Englert wirbt deshalb für Berufe im Handwerk oder in der Industrie, weil diese gebraucht würden und eine längerfristige Perspektive böten. Emily Kubba hat genau diesen Weg beschritten. Die junge Frau macht gerade eine Ausbildung zur Tischlerin – ein Beruf, den auch schon ihr Vater und ihr Großvater ausgeübt haben. Ihr Vorbild ist allerdings ihre Schwester, die vor ihr die Ausbildung gemacht hat. Für Kubba steht fest, dass es mehr weibliche Vorbilder und eine Ansprache von Frau zu Frau braucht, um mehr Frauen in technische Berufe zu bringen.

Einig sind sich die Frauen auch darin, dass man vor allem Spaß haben muss an dem, was man macht. „Ich habe Jura studiert, weil es mir gefallen hat, ich wollte aber nie Juristin werden“, sagte Reinhart von Continental, die jetzt seit 30 Jahren im Personalwesen tätig ist.

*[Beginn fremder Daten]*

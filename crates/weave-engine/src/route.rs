//! Weave routing rolls.
//!
//! Weave rows are contiguous and gapless by construction (the range
//! allocator is their only mutator), so a roll that finds no row is a hard
//! precondition violation — unlike table rolls, weave rolls error instead
//! of degrading.

use weave_core::{RollOptions, Weave, WeaveError, WeaveResult, WeaveRow};

use crate::rng::SeededRng;

/// The outcome of rolling a weave: which row the die landed on.
#[derive(Debug, Clone)]
pub struct WeaveRollOutcome {
    /// The seed used, for replay.
    pub seed: String,
    /// The rolled value in `1..=weave.max_roll`.
    pub roll: u32,
    /// The row the roll landed on.
    pub row: WeaveRow,
}

impl WeaveRollOutcome {
    /// Display label for the routed target, e.g. `Oracle: reactions`.
    pub fn target_label(&self) -> String {
        self.row.target_label()
    }
}

impl std::fmt::Display for WeaveRollOutcome {
    fn fmt(&self, f: &mut std::fmt::Formatter<'_>) -> std::fmt::Result {
        write!(f, "{} → {}", self.roll, self.target_label())
    }
}

/// Roll on a weave and return the routed row.
///
/// Errors if the weave has no rows or if no row covers the roll (possible
/// only when ranges were edited outside the allocator).
pub fn roll_weave(weave: &Weave, options: &RollOptions) -> WeaveResult<WeaveRollOutcome> {
    if weave.rows.is_empty() {
        return Err(WeaveError::EmptyWeave(weave.id.clone()));
    }

    let mut rng = SeededRng::new(options.seed.clone());
    let roll = options
        .roll_value
        .unwrap_or_else(|| rng.int(1, weave.max_roll));

    let row = weave
        .rows
        .iter()
        .find(|r| roll >= r.from && roll <= r.to)
        .ok_or_else(|| WeaveError::NoRowMatched {
            roll,
            weave: weave.id.clone(),
        })?;

    Ok(WeaveRollOutcome {
        seed: rng.seed().to_string(),
        roll,
        row: row.clone(),
    })
}

#[cfg(test)]
mod tests {
    use super::*;
    use crate::ranges::recalculate_ranges;
    use weave_core::WeaveTarget;

    fn sample_weave() -> Weave {
        let mut weave = Weave::new("Wilds", 20);
        let rows = vec![
            WeaveRow::new(WeaveTarget::Aspect, "haunted"),
            WeaveRow::new(WeaveTarget::Domain, "forest"),
            WeaveRow::new(WeaveTarget::Oracle, "events"),
        ];
        weave.rows = recalculate_ranges(&rows, 20);
        weave
    }

    #[test]
    fn empty_weave_errors() {
        let weave = Weave::new("Empty", 10);
        let err = roll_weave(&weave, &RollOptions::default()).unwrap_err();
        assert!(matches!(err, WeaveError::EmptyWeave(_)));
        assert_eq!(err.to_string(), "weave \"empty\" has no rows");
    }

    #[test]
    fn forced_roll_routes_to_expected_row() {
        let weave = sample_weave();
        // 20 over 3 rows: (1,7), (8,14), (15,20).
        let out = roll_weave(&weave, &RollOptions::default().with_roll_value(8)).unwrap();
        assert_eq!(out.row.target_id, "forest");
        assert_eq!(out.target_label(), "Domain: forest");
    }

    #[test]
    fn unmatched_roll_errors() {
        let mut weave = sample_weave();
        weave.rows.remove(1); // punch a hole in 8..=14
        let err = roll_weave(&weave, &RollOptions::default().with_roll_value(10)).unwrap_err();
        assert!(matches!(err, WeaveError::NoRowMatched { roll: 10, .. }));
    }

    #[test]
    fn seeded_weave_rolls_are_reproducible() {
        let weave = sample_weave();
        let opts = RollOptions::default().with_seed("w1");
        let a = roll_weave(&weave, &opts).unwrap();
        let b = roll_weave(&weave, &opts).unwrap();
        assert_eq!(a.roll, b.roll);
        assert_eq!(a.row.id, b.row.id);
    }

    #[test]
    fn rolls_stay_in_domain() {
        let weave = sample_weave();
        for i in 0..100 {
            let out =
                roll_weave(&weave, &RollOptions::default().with_seed(format!("s{i}"))).unwrap();
            assert!((1..=20).contains(&out.roll));
        }
    }

    #[test]
    fn outcome_display() {
        let weave = sample_weave();
        let out = roll_weave(&weave, &RollOptions::default().with_roll_value(1)).unwrap();
        assert_eq!(out.to_string(), "1 → Aspect: haunted");
    }
}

Inzwischen sei die Berufswelt anders, da habe man locker zwei bis drei unterschiedliche Jobs im Leben, fügte sie an. Außerdem bittet sie genau wie Influencerin Reigl die jungen Frauen, Frau zu bleiben und nicht zu versuchen, Männer zu kopieren. „Man nannte mich die ‚Barbie der Automobilindustrie‘, weil ich gerne rosa trage. Das lasse ich mir aber nicht nehmen“, sagte Reinhart.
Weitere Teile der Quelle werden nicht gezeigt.